Model Loading and Inference::
- Loading pre-trained models: JoyHallo's pre-trained models are loaded based on the Hugging Face model library.

from transformers import AutoModelForAudioToVideo, AutoProcessor

model_name = "jdh-algo/JoyHallo-v1"
processor = AutoProcessor.from_pretrained(model_name)
model = AutoModelForAudioToVideo.from_pretrained(model_name)

- Audio pre-processing: converts audio files to the format required by the model::

from datasets import load_dataset

dataset = load_dataset("audiofolder", data_dir="path/to/your/audio/files")
inputs = processor(dataset[0]["audio"], return_tensors="pt")

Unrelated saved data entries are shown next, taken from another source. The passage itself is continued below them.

//! Route configuration and matching for the payment gate.

use http::Method;
use tollbooth::config::ResourceConfig;
use tollbooth::path::path_is_match;
use tollbooth::proto::ExtensionMap;

/// Payment configuration for a set of paths.
#[derive(Debug, Clone)]
pub struct RouteConfig {
    /// Path patterns: exact, glob (`*`, `?`, `**`), or `regex:` prefixed.
    /// The route matches when any pattern matches.
    pub paths: Vec<String>,

    /// Methods the route applies to; empty means all methods.
    pub methods: Vec<Method>,

    /// Payment options, in preference order. Each becomes one entry in the
    /// 402 `accepts` list.
    pub accepts: Vec<ResourceConfig>,

    /// Human-readable description of what the payment buys.
    pub description: String,

    /// MIME type of the protected resource.
    pub mime_type: String,

    /// Protocol version emitted on this route's 402 responses (1 or 2).
    pub x402_version: u32,

    /// Extension declarations advertised on this route.
    pub extensions: Option<ExtensionMap>,
}

impl RouteConfig {
    /// Creates a route over the given path patterns with one payment option.
    #[must_use]
    pub fn new(paths: Vec<String>, accepts: Vec<ResourceConfig>) -> Self {
        Self {
            paths,
            methods: Vec::new(),
            accepts,
            description: String::new(),
            mime_type: "application/json".into(),
            x402_version: 2,
            extensions: None,
        }
    }

    /// Restricts the route to specific methods.
    #[must_use]
    pub fn with_methods(mut self, methods: Vec<Method>) -> Self {
        self.methods = methods;
        self
    }

    /// Sets the resource description.
    #[must_use]
    pub fn with_description(mut self, description: impl Into<String>) -> Self {
        self.description = description.into();
        self
    }

    /// Sets the resource MIME type.
    #[must_use]
    pub fn with_mime_type(mut self, mime_type: impl Into<String>) -> Self {
        self.mime_type = mime_type.into();
        self
    }

    /// Emits legacy V1 on this route instead of V2.
    #[must_use]
    pub const fn emit_v1(mut self) -> Self {
        self.x402_version = 1;
        self
    }

    /// Attaches extension declarations.
    #[must_use]
    pub fn with_extensions(mut self, extensions: ExtensionMap) -> Self {
        self.extensions = Some(extensions);
        self
    }

    /// Checks whether this route covers a request.
    #[must_use]
    pub fn matches(&self, method: &Method, path: &str) -> bool {
        let method_ok = self.methods.is_empty() || self.methods.contains(method);
        method_ok && path_is_match(&self.paths, path)
    }
}

/// Ordered route table; the first matching route wins.
#[derive(Debug, Clone, Default)]
pub struct RouteTable(Vec<RouteConfig>);

impl RouteTable {
    /// Creates an empty table.
    #[must_use]
    pub const fn new() -> Self {
        Self(Vec::new())
    }

    /// Appends a route, returning self for chaining.
    #[must_use]
    pub fn with_route(mut self, route: RouteConfig) -> Self {
        self.0.push(route);
        self
    }

    /// Appends a route.
    pub fn add(&mut self, route: RouteConfig) {
        self.0.push(route);
    }

    /// Finds the first route covering a request, if any.
    #[must_use]
    pub fn matching(&self, method: &Method, path: &str) -> Option<&RouteConfig> {
        self.0.iter().find(|r| r.matches(method, path))
    }
}
//! Scheme routing for the facilitator.
//!
//! [`LocalFacilitator`] maps `(scheme, network)` to registered
//! [`SchemeFacilitator`] instances, with `ns:*` wildcard fallback. It also
//! implements the engine's [`FacilitatorClient`] trait, so a resource
//! server can embed it directly instead of calling a remote facilitator.

use std::collections::HashMap;
use std::sync::Arc;

use tollbooth::proto::helpers::matches_network_pattern;
use tollbooth::proto::v1::{PaymentPayloadV1, PaymentRequirementsV1};
use tollbooth::proto::{
    PaymentPayload, PaymentRequirements, SettleResponse, SupportedKind, SupportedResponse,
    VerifyResponse,
};
use tollbooth::scheme::{BoxFuture, SchemeError, SchemeFacilitator, SchemeFacilitatorV1};
use tollbooth::server::FacilitatorClient;

/// Routes payments to registered scheme facilitators.
#[derive(Default)]
pub struct LocalFacilitator {
    /// (networks or patterns, handler) in registration order.
    v2: Vec<(Vec<String>, Arc<dyn SchemeFacilitator>)>,
    v1: Vec<(Vec<String>, Arc<dyn SchemeFacilitatorV1>)>,
}

impl std::fmt::Debug for LocalFacilitator {
    fn fmt(&self, f: &mut std::fmt::Formatter<'_>) -> std::fmt::Result {
        let networks: Vec<&String> = self.v2.iter().flat_map(|(n, _)| n).collect();
        f.debug_struct("LocalFacilitator")
            .field("v2_networks", &networks)
            .field("v1_handlers", &self.v1.len())
            .finish()
    }
}

impl LocalFacilitator {
    /// Creates an empty facilitator.
    #[must_use]
    pub fn new() -> Self {
        Self::default()
    }

    /// Registers a V2 scheme facilitator for a set of networks.
    ///
    /// Network entries may be exact CAIP-2 ids or `ns:*` patterns.
    pub fn register(
        &mut self,
        networks: Vec<String>,
        facilitator: Arc<dyn SchemeFacilitator>,
    ) -> &mut Self {
        self.v2.push((networks, facilitator));
        self
    }

    /// Registers a V1 (legacy) scheme facilitator for a set of networks.
    pub fn register_v1(
        &mut self,
        networks: Vec<String>,
        facilitator: Arc<dyn SchemeFacilitatorV1>,
    ) -> &mut Self {
        self.v1.push((networks, facilitator));
        self
    }

    fn find(&self, scheme: &str, network: &str) -> Option<&Arc<dyn SchemeFacilitator>> {
        self.v2
            .iter()
            .find(|(networks, handler)| {
                handler.scheme() == scheme
                    && networks.iter().any(|n| matches_network_pattern(network, n))
            })
            .map(|(_, handler)| handler)
    }

    fn find_v1(&self, scheme: &str, network: &str) -> Option<&Arc<dyn SchemeFacilitatorV1>> {
        self.v1
            .iter()
            .find(|(networks, handler)| {
                handler.scheme() == scheme && networks.iter().any(|n| n == network)
            })
            .map(|(_, handler)| handler)
    }

    /// Verifies a V2 payment; an unknown scheme/network yields an invalid
    /// verdict rather than an error.
    pub async fn verify(
        &self,
        payload: &PaymentPayload,
        requirements: &PaymentRequirements,
    ) -> VerifyResponse {
        match self.find(payload.scheme(), payload.network()) {
            Some(handler) => handler.verify(payload, requirements).await,
            None => VerifyResponse::invalid("unsupported_scheme"),
        }
    }

    /// Settles a V2 payment; an unknown scheme/network yields a failed
    /// receipt.
    pub async fn settle(
        &self,
        payload: &PaymentPayload,
        requirements: &PaymentRequirements,
    ) -> SettleResponse {
        match self.find(payload.scheme(), payload.network()) {
            Some(handler) => handler.settle(payload, requirements).await,
            None => SettleResponse::error("unsupported_scheme", payload.network()),
        }
    }

    /// Verifies a V1 (legacy) payment.
    pub async fn verify_v1(
        &self,
        payload: &PaymentPayloadV1,
        requirements: &PaymentRequirementsV1,
    ) -> VerifyResponse {
        match self.find_v1(payload.scheme(), payload.network()) {
            Some(handler) => handler.verify(payload, requirements).await,
            None => VerifyResponse::invalid("unsupported_scheme"),
        }
    }

    /// Settles a V1 (legacy) payment.
    pub async fn settle_v1(
        &self,
        payload: &PaymentPayloadV1,
        requirements: &PaymentRequirementsV1,
    ) -> SettleResponse {
        match self.find_v1(payload.scheme(), payload.network()) {
            Some(handler) => handler.settle(payload, requirements).await,
            None => SettleResponse::error("unsupported_scheme", payload.network()),
        }
    }

    /// Aggregates the supported kinds and signers over every registration.
    #[must_use]
    pub fn supported(&self) -> SupportedResponse {
        let mut kinds = Vec::new();
        let mut signers: HashMap<String, Vec<String>> = HashMap::new();

        for (networks, handler) in &self.v2 {
            for network in networks {
                kinds.push(SupportedKind {
                    x402_version: 2,
                    scheme: handler.scheme().to_owned(),
                    network: network.clone(),
                    extra: handler.get_extra(network),
                });
                let handler_signers = handler.get_signers(network);
                if !handler_signers.is_empty() {
                    signers
                        .entry(handler.caip_family().to_owned())
                        .or_default()
                        .extend(handler_signers);
                }
            }
        }
        for (networks, handler) in &self.v1 {
            for network in networks {
                kinds.push(SupportedKind {
                    x402_version: 1,
                    scheme: handler.scheme().to_owned(),
                    network: network.clone(),
                    extra: None,
                });
            }
        }

        SupportedResponse {
            kinds,
            extensions: Vec::new(),
            signers,
        }
    }
}

impl FacilitatorClient for LocalFacilitator {
    fn verify<'a>(
        &'a self,
        payload: &'a PaymentPayload,
        requirements: &'a PaymentRequirements,
    ) -> BoxFuture<'a, Result<VerifyResponse, SchemeError>> {
        Box::pin(async move { Ok(Self::verify(self, payload, requirements).await) })
    }

    fn settle<'a>(
        &'a self,
        payload: &'a PaymentPayload,
        requirements: &'a PaymentRequirements,
    ) -> BoxFuture<'a, Result<SettleResponse, SchemeError>> {
        Box::pin(async move { Ok(Self::settle(self, payload, requirements).await) })
    }

    fn verify_v1<'a>(
        &'a self,
        payload: &'a PaymentPayloadV1,
        requirements: &'a PaymentRequirementsV1,
    ) -> BoxFuture<'a, Result<VerifyResponse, SchemeError>> {
        Box::pin(async move { Ok(Self::verify_v1(self, payload, requirements).await) })
    }

    fn settle_v1<'a>(
        &'a self,
        payload: &'a PaymentPayloadV1,
        requirements: &'a PaymentRequirementsV1,
    ) -> BoxFuture<'a, Result<SettleResponse, SchemeError>> {
        Box::pin(async move { Ok(Self::settle_v1(self, payload, requirements).await) })
    }

    fn get_supported(&self) -> BoxFuture<'_, Result<SupportedResponse, SchemeError>> {
        Box::pin(async move { Ok(self.supported()) })
    }
}

#[cfg(test)]
mod tests {
    use super::*;
    use serde_json::{Value, json};

    struct StubScheme {
        scheme: &'static str,
        family: &'static str,
    }

    impl SchemeFacilitator for StubScheme {
        fn scheme(&self) -> &str {
            self.scheme
        }

        fn caip_family(&self) -> &str {
            self.family
        }

        fn get_extra(&self, _network: &str) -> Option<Value> {
            None
        }

        fn get_signers(&self, _network: &str) -> Vec<String> {
            vec!["0xsigner".into()]
        }

        fn verify<'a>(
            &'a self,
            _payload: &'a PaymentPayload,
            _requirements: &'a PaymentRequirements,
        ) -> BoxFuture<'a, VerifyResponse> {
            Box::pin(async move { VerifyResponse::valid("0xpayer") })
        }

        fn settle<'a>(
            &'a self,
            payload: &'a PaymentPayload,
            _requirements: &'a PaymentRequirements,
        ) -> BoxFuture<'a, SettleResponse> {
            Box::pin(async move {
                SettleResponse::success("0xtx", payload.network(), "0xpayer")
            })
        }
    }

    fn payload(network: &str) -> PaymentPayload {
        PaymentPayload {
            x402_version: 2,
            accepted: PaymentRequirements {
                scheme: "exact".into(),
                network: network.into(),
                amount: "1000".into(),
                pay_to: "0xpay".into(),
                max_timeout_seconds: 300,
                asset: "0xasset".into(),
                extra: None,
            },
            payload: json!({}),
            resource: None,
            extensions: None,
        }
    }

    fn requirements(network: &str) -> PaymentRequirements {
        payload(network).accepted
    }

    #[tokio::test]
    async fn routes_by_scheme_and_network_pattern() {
        let mut facilitator = LocalFacilitator::new();
        facilitator.register(
            vec!["eip155:*".into()],
            Arc::new(StubScheme {
                scheme: "exact",
                family: "eip155:*",
            }),
        );

        let verdict = facilitator
            .verify(&payload("eip155:8453"), &requirements("eip155:8453"))
            .await;
        assert!(verdict.is_valid);

        let verdict = facilitator
            .verify(&payload("solana:mainnet"), &requirements("solana:mainnet"))
            .await;
        assert!(!verdict.is_valid);
        assert_eq!(verdict.invalid_reason.as_deref(), Some("unsupported_scheme"));
    }

    #[tokio::test]
    async fn supported_aggregates_registrations() {
        let mut facilitator = LocalFacilitator::new();
        facilitator.register(
            vec!["eip155:8453".into(), "eip155:84532".into()],
            Arc::new(StubScheme {
                scheme: "exact",
                family: "eip155:*",
            }),
        );

        let supported = facilitator.supported();
        assert_eq!(supported.kinds.len(), 2);
        assert!(supported.kinds.iter().all(|k| k.x402_version == 2));
        assert_eq!(supported.signers["eip155:*"], vec!["0xsigner", "0xsigner"]);
    }

    #[tokio::test]
    async fn unknown_settle_fails_closed() {
        let facilitator = LocalFacilitator::new();
        let receipt = facilitator
            .settle(&payload("eip155:1"), &requirements("eip155:1"))
            .await;
        assert!(!receipt.success);
    }
}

- Generate Video: Reasoning with models to generate videos:

outputs = model(**inputs)
video = processor.postprocess_video(outputs)
video.save("output_video.mp4")

JoyHallo's core strengths

Mandarin optimization: JoyHallo is designed for Mandarin and can accurately match lip movements to accurately simulate the complex consonant and rhyme sounds in Mandarin, such as "zh", "ch", "sh zh", "ch", "sh", etc. It supports generating rich facial expressions based on the emotions and intonations in the audio, making the video more infectious.
cross-language competenceJoyHallo has the ability to generate English videos in addition to Mandarin, supporting multilingual application scenarios such as customer service for multinational corporations, international education, and so on, with a wide range of applicability.
Efficient structures: Based on a semi-decoupled structure, the audio feature embedding and video generation processes are separated to significantly improve the inference speed, which is 14.31 TP3T faster than the traditional fully coupled model.
Rich application scenarios: JoyHallo is applicable to a variety of industries and scenarios, including virtual anchor (news broadcast, weather forecast, sports event commentary), online education (language learning, online courses), customer service (virtual customer service representative) and other scenarios.
open source resource: Provide an open source dataset (jdh-Hallo dataset) containing Mandarin video datasets of multiple ages and speaking styles, covering everyday conversations and specialized medical topics. The project provides detailed model training methods and code to facilitate developers' customization and optimization.

Who JoyHallo is for

content creator: Video producers and social media mavens quickly generate high-quality, personalized video content, saving time and costs and increasing content appeal.
educator: Generate virtual teacher images for online education platforms, schools and training institutions to enrich teaching resources and provide a vivid teaching experience.
Companies & Brands: Corporate customer service departments generate virtual customer service representatives to enhance service satisfaction; marketing teams create personalized advertising videos to enhance advertising appeal.
Entertainment industry practitioners: Film and TV production companies and game development companies to generate character facial animation, improve production efficiency, reduce production costs, and enhance the immersion and realism of the work.
Researchers and Developers: Artificial intelligence researchers and software developers conduct research and development to promote technological advances and expand application scenarios.